Varo’s IPO provides no pointers

Varo Energy’s plan to partially list on the Amsterdam stock exchange is an interesting marker for how far the European refining industry has come in the six years since Swiss refiner Petroplus filed for bankruptcy. But not too much should be read into it.

Varo, which is owned by trading firm Vitol and a brace of private equity groups, took its first steps with the purchase of the 68,000 b/d Cressier plant in Switzerland from the ashes of Petroplus. That firm operated some 600,000 b/d of refining capacity in Europe when it went under in 2012. At the time, many thought Europe’s remaining refiners faced a prolonged, painful and uncertain period of fundamental restructuring.

And for some, it has been just that.
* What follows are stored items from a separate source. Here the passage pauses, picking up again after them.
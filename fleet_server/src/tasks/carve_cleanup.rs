use std::sync::Arc;

use chrono::Utc;
use rocket::tokio;

use crate::state::AppState;

/// Expire day-old carve sessions. A failed run is logged and retried on the
/// next tick.
pub fn spawn_carve_cleanup(state: Arc<AppState>) {
    let interval = state.settings().carve_cleanup_interval();
    tokio::spawn(async move {
        loop {
            let now = Utc::now().naive_utc();
            if let Err(e) = state.run(move |svc| svc.cleanup_carves(now)).await {
                log::error!("carve cleanup failed: {}", e);
            }

            tokio::time::sleep(interval).await;
        }
    });
}
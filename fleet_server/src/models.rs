use chrono::NaiveDateTime;
use diesel::prelude::*;
use rocket::FromFormField;
use serde::{Deserialize, Serialize};

use crate::schema::{carve_metadata, hosts, software};
use crate::status::HostStatus;

/// One enrolled agent.
#[derive(Debug, Clone, PartialEq, Default, Serialize)]
pub struct Host {
    pub id: i32,
    pub created_at: NaiveDateTime,
    pub updated_at: NaiveDateTime,
    #[serde(skip_serializing)]
    pub osquery_host_id: String,
    #[serde(skip_serializing)]
    pub node_key: String,
    pub detail_updated_at: NaiveDateTime,
    pub label_updated_at: NaiveDateTime,
    pub last_enrolled_at: NaiveDateTime,
    pub seen_time: NaiveDateTime,
    pub refetch_requested: bool,

    pub hostname: String,
    pub uuid: String,
    pub platform: String,
    pub osquery_version: String,
    pub os_version: String,
    pub build: String,
    pub platform_like: String,
    pub code_name: String,
    pub uptime: i64,
    pub memory: i64,

    pub cpu_type: String,
    pub cpu_brand: String,
    pub cpu_physical_cores: i32,
    pub cpu_logical_cores: i32,

    pub hardware_vendor: String,
    pub hardware_model: String,
    pub hardware_serial: String,
    pub computer_name: String,
    pub primary_ip: String,
    pub primary_mac: String,

    pub distributed_interval: i32,
    pub config_tls_refresh: i32,
    pub logger_tls_period: i32,
    pub team_id: Option<i32>,

    #[serde(flatten)]
    pub software: HostSoftware,
    /// Results of the additional queries; only loaded on full host reads.
    #[serde(skip_serializing_if = "Option::is_none")]
    pub additional: Option<serde_json::Value>,
}

/// Persisted columns of a host row.
#[derive(Queryable, Selectable, Debug)]
#[diesel(table_name = hosts)]
#[diesel(check_for_backend(diesel::sqlite::Sqlite))]
pub struct HostRow {
    pub id: i32,
    pub created_at: NaiveDateTime,
    pub updated_at: NaiveDateTime,
    pub osquery_host_id: String,
    pub node_key: String,
    pub detail_updated_at: NaiveDateTime,
    pub label_updated_at: NaiveDateTime,
    pub last_enrolled_at: NaiveDateTime,
    pub seen_time: NaiveDateTime,
    pub refetch_requested: bool,
    pub hostname: String,
    pub uuid: String,
    pub platform: String,
    pub osquery_version: String,
    pub os_version: String,
    pub build: String,
    pub platform_like: String,
    pub code_name: String,
    pub uptime: i64,
    pub memory: i64,
    pub cpu_type: String,
    pub cpu_brand: String,
    pub cpu_physical_cores: i32,
    pub cpu_logical_cores: i32,
    pub hardware_vendor: String,
    pub hardware_model: String,
    pub hardware_serial: String,
    pub computer_name: String,
    pub primary_ip: String,
    pub primary_mac: String,
    pub distributed_interval: i32,
    pub config_tls_refresh: i32,
    pub logger_tls_period: i32,
    pub team_id: Option<i32>,
}

impl From<HostRow> for Host {
    fn from(row: HostRow) -> Self {
        Host {
            id: row.id,
            created_at: row.created_at,
            updated_at: row.updated_at,
            osquery_host_id: row.osquery_host_id,
            node_key: row.node_key,
            detail_updated_at: row.detail_updated_at,
            label_updated_at: row.label_updated_at,
            last_enrolled_at: row.last_enrolled_at,
            seen_time: row.seen_time,
            refetch_requested: row.refetch_requested,
            hostname: row.hostname,
            uuid: row.uuid,
            platform: row.platform,
            osquery_version: row.osquery_version,
            os_version: row.os_version,
            build: row.build,
            platform_like: row.platform_like,
            code_name: row.code_name,
            uptime: row.uptime,
            memory: row.memory,
            cpu_type: row.cpu_type,
            cpu_brand: row.cpu_brand,
            cpu_physical_cores: row.cpu_physical_cores,
            cpu_logical_cores: row.cpu_logical_cores,
            hardware_vendor: row.hardware_vendor,
            hardware_model: row.hardware_model,
            hardware_serial: row.hardware_serial,
            computer_name: row.computer_name,
            primary_ip: row.primary_ip,
            primary_mac: row.primary_mac,
            distributed_interval: row.distributed_interval,
            config_tls_refresh: row.config_tls_refresh,
            logger_tls_period: row.logger_tls_period,
            team_id: row.team_id,
            software: HostSoftware::default(),
            additional: None,
        }
    }
}

/// Detail columns owned by `save_host`.
///
/// Identity and credentials (`osquery_host_id`, `node_key`), enrollment
/// (`last_enrolled_at`, `team_id`) and `seen_time` have their own writers and
/// are never part of this changeset.
#[derive(Insertable, AsChangeset)]
#[diesel(table_name = hosts)]
pub struct HostDetails<'a> {
    pub updated_at: NaiveDateTime,
    pub detail_updated_at: NaiveDateTime,
    pub label_updated_at: NaiveDateTime,
    pub refetch_requested: bool,
    pub hostname: &'a str,
    pub uuid: &'a str,
    pub platform: &'a str,
    pub osquery_version: &'a str,
    pub os_version: &'a str,
    pub build: &'a str,
    pub platform_like: &'a str,
    pub code_name: &'a str,
    pub uptime: i64,
    pub memory: i64,
    pub cpu_type: &'a str,
    pub cpu_brand: &'a str,
    pub cpu_physical_cores: i32,
    pub cpu_logical_cores: i32,
    pub hardware_vendor: &'a str,
    pub hardware_model: &'a str,
    pub hardware_serial: &'a str,
    pub computer_name: &'a str,
    pub primary_ip: &'a str,
    pub primary_mac: &'a str,
    pub distributed_interval: i32,
    pub config_tls_refresh: i32,
    pub logger_tls_period: i32,
}

impl<'a> HostDetails<'a> {
    pub fn from_host(host: &'a Host, updated_at: NaiveDateTime) -> Self {
        HostDetails {
            updated_at,
            detail_updated_at: host.detail_updated_at,
            label_updated_at: host.label_updated_at,
            refetch_requested: host.refetch_requested,
            hostname: &host.hostname,
            uuid: &host.uuid,
            platform: &host.platform,
            osquery_version: &host.osquery_version,
            os_version: &host.os_version,
            build: &host.build,
            platform_like: &host.platform_like,
            code_name: &host.code_name,
            uptime: host.uptime,
            memory: host.memory,
            cpu_type: &host.cpu_type,
            cpu_brand: &host.cpu_brand,
            cpu_physical_cores: host.cpu_physical_cores,
            cpu_logical_cores: host.cpu_logical_cores,
            hardware_vendor: &host.hardware_vendor,
            hardware_model: &host.hardware_model,
            hardware_serial: &host.hardware_serial,
            computer_name: &host.computer_name,
            primary_ip: &host.primary_ip,
            primary_mac: &host.primary_mac,
            distributed_interval: host.distributed_interval,
            config_tls_refresh: host.config_tls_refresh,
            logger_tls_period: host.logger_tls_period,
        }
    }
}

/// One installed package as reported by a host.
#[derive(Queryable, Selectable, Serialize, Deserialize, Debug, Clone, PartialEq, Eq, Default)]
#[diesel(table_name = software)]
#[diesel(check_for_backend(diesel::sqlite::Sqlite))]
pub struct Software {
    #[serde(default)]
    pub id: i32,
    pub name: String,
    pub version: String,
    pub source: String,
}

impl Software {
    pub fn new(name: &str, version: &str, source: &str) -> Self {
        Software {
            id: 0,
            name: name.to_string(),
            version: version.to_string(),
            source: source.to_string(),
        }
    }
}

#[derive(Insertable)]
#[diesel(table_name = software)]
pub struct NewSoftware<'a> {
    pub host_id: i32,
    pub name: &'a str,
    pub version: &'a str,
    pub source: &'a str,
}

/// Software working set carried on a [`Host`].
///
/// `modified` is the dirty bit: callers set it after replacing `software`
/// with a fresh report, and a successful reconcile clears it.
#[derive(Debug, Clone, PartialEq, Default, Serialize, Deserialize)]
pub struct HostSoftware {
    #[serde(default)]
    pub software: Vec<Software>,
    #[serde(skip)]
    pub modified: bool,
}

/// A chunked file transfer session.
#[derive(Queryable, Selectable, Serialize, Deserialize, Debug, Clone, PartialEq)]
#[diesel(table_name = carve_metadata)]
#[diesel(check_for_backend(diesel::sqlite::Sqlite))]
pub struct CarveMetadata {
    pub id: i32,
    pub host_id: i32,
    pub created_at: NaiveDateTime,
    pub name: String,
    pub block_count: i64,
    pub block_size: i64,
    pub carve_size: i64,
    pub carve_id: String,
    pub request_id: String,
    pub session_id: String,
    pub max_block: i64,
    pub expired: bool,
}

impl CarveMetadata {
    /// Every block up to `block_count - 1` has been seen. Gaps are not detected.
    pub fn is_complete(&self) -> bool {
        self.max_block == self.block_count - 1
    }
}

#[derive(Insertable)]
#[diesel(table_name = carve_metadata)]
pub struct NewCarve<'a> {
    pub host_id: i32,
    pub created_at: NaiveDateTime,
    pub name: &'a str,
    pub block_count: i64,
    pub block_size: i64,
    pub carve_size: i64,
    pub carve_id: &'a str,
    pub request_id: &'a str,
    pub session_id: &'a str,
    pub max_block: i64,
    pub expired: bool,
}

/// Liveness counts over a host population.
///
/// `new_count` overlaps the other buckets, so the sum may exceed `total_count`.
#[derive(Debug, Clone, Copy, PartialEq, Eq, Default, Serialize, Deserialize)]
pub struct HostSummary {
    pub online_count: u64,
    pub offline_count: u64,
    pub mia_count: u64,
    pub new_count: u64,
    pub total_count: u64,
}

/// Team scoping for read operations. `None` sees every host.
#[derive(Debug, Clone, Default, PartialEq, Eq)]
pub struct TeamFilter {
    pub team_ids: Option<Vec<i32>>,
}

impl TeamFilter {
    pub fn all() -> Self {
        TeamFilter { team_ids: None }
    }

    pub fn teams(ids: Vec<i32>) -> Self {
        TeamFilter {
            team_ids: Some(ids),
        }
    }
}

#[derive(Debug, Clone, Copy, PartialEq, Eq, Default, Serialize, Deserialize, FromFormField)]
#[serde(rename_all = "snake_case")]
pub enum OrderDirection {
    #[default]
    #[field(value = "asc")]
    Asc,
    #[field(value = "desc")]
    Desc,
}

#[derive(Debug, Clone, Copy, PartialEq, Eq, Default, Serialize, Deserialize, FromFormField)]
#[serde(rename_all = "snake_case")]
pub enum HostOrderKey {
    #[default]
    #[field(value = "id")]
    Id,
    #[field(value = "hostname")]
    Hostname,
    #[field(value = "created_at")]
    CreatedAt,
    #[field(value = "seen_time")]
    SeenTime,
}

/// Pagination shared by the list calls. `per_page == 0` returns everything.
#[derive(Debug, Clone, Default, PartialEq, Eq)]
pub struct ListOptions {
    pub page: u32,
    pub per_page: u32,
    pub order_key: HostOrderKey,
    pub order_direction: OrderDirection,
    /// Matched against hostname and uuid.
    pub match_query: String,
}

impl ListOptions {
    pub fn offset(&self) -> i64 {
        i64::from(self.page) * i64::from(self.per_page)
    }
}

#[derive(Debug, Clone, Default, PartialEq, Eq)]
pub struct HostListOptions {
    pub list: ListOptions,
    pub status_filter: Option<HostStatus>,
    /// Keys of the additional blob to return; empty returns none.
    pub additional_filters: Vec<String>,
}

#[derive(Debug, Clone, Default, PartialEq, Eq)]
pub struct CarveListOptions {
    pub list: ListOptions,
    /// Include expired sessions alongside live ones.
    pub expired: bool,
}
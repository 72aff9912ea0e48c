use diesel::sqlite::SqliteConnection;
use diesel_migrations::{embed_migrations, EmbeddedMigrations, MigrationHarness};

use crate::error::{FleetError, Result};

pub mod logger;
pub mod pool;

pub use pool::{DbConn, DbPool};

pub const MIGRATIONS: EmbeddedMigrations = embed_migrations!("migrations");

/// Apply any pending schema migrations.
pub fn run_migrations(conn: &mut SqliteConnection) -> Result<()> {
    let applied = conn
        .run_pending_migrations(MIGRATIONS)
        .map_err(|e| FleetError::Migration(e.to_string()))?;
    for version in applied {
        log::info!("applied migration {}", version);
    }
    Ok(())
}

/// Build the pool and bring the schema up to date.
pub fn initialize(settings: &crate::settings::ServerSettings) -> Result<DbPool> {
    let pool = pool::init_pool(settings)?;
    let mut conn = pool.get()?;
    run_migrations(&mut conn)?;
    Ok(pool)
}

/// Fresh in-memory database with the schema applied.
#[cfg(test)]
pub fn test_connection() -> SqliteConnection {
    use diesel::connection::SimpleConnection;
    use diesel::Connection;

    let mut conn = SqliteConnection::establish(":memory:").expect("open in-memory db");
    conn.batch_execute("PRAGMA foreign_keys = ON;")
        .expect("enable foreign keys");
    run_migrations(&mut conn).expect("migrations");
    conn
}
Around 2mn b/d of capacity has closed in Europe since Petroplus locked its gates, with Total leading the way by purging its French operations.

Survivors of the cull then prospered when the price of crude dropped in mid-2014. Such was the turn around that by October last year, Varo Energy chief executive Roger Brown was describing refining economics as some of the best he had seen in his more than 30 years in the industry.

Clearly then, this is a cyclical business. How to sell that to potential investors?

Refining is parlous. There are lots of moving parts, lots of ins-and-outs and what-have-yous — not all of which are under a plant operator’s control. Total’s head of downstream, Bernard Pinatel, recently told Argus “a refinery has to run like a Swiss watch”.

“We cannot control feedstock and oil product prices, but we can control our costs, our production capacity and our energy efficiency. If we are good… we end up with assets that withstand cycles, assets that are robust,” Pinatel said.

Varo needs to convince investors that its assets are cycle-proof. As well as Cressier, it has a 45pc stake in the Bayernoil venture that runs the 210,000 b/d Neustadt-Vohburg refinery complex in Germany. These assets are broadly dependent on the vitality of Germany’s industrial engine, and those that drive within it. Importantly, Varo has a bunkering business in the German hinterland and in Hamburg — the International Maritime Organisation’s (IMO) global sulphur cap that comes into force in 2020 is likely to give margins a bit of a boost.

Of note in its note on the initial public offering (IPO), Varo is promoting itself as a yield investment, saying it intends to become a dividend payer and, presumably, attract the sort of investment funds that live for the biannual one-off.

Varo also lays down some medium-term objectives — high single-digit, mostly organic ebitda growth, a return on average capital of more than 15pc, focus on cash flow — but said it has not defined, and does not intend to define, “medium term”.

Whichever way you slice it, a European downstream IPO – as rare an event as it may be – does not signal a brand new day for the sector. The region’s refiners remain cautious and are keen to diversify, with many now looking towards high-margin petrochemical production.

Vitol chairman Ian Taylor told Argus the main driver behind the IPO is its private equity partners’ desire to exit their investment in Varo. This is strictly business as usual.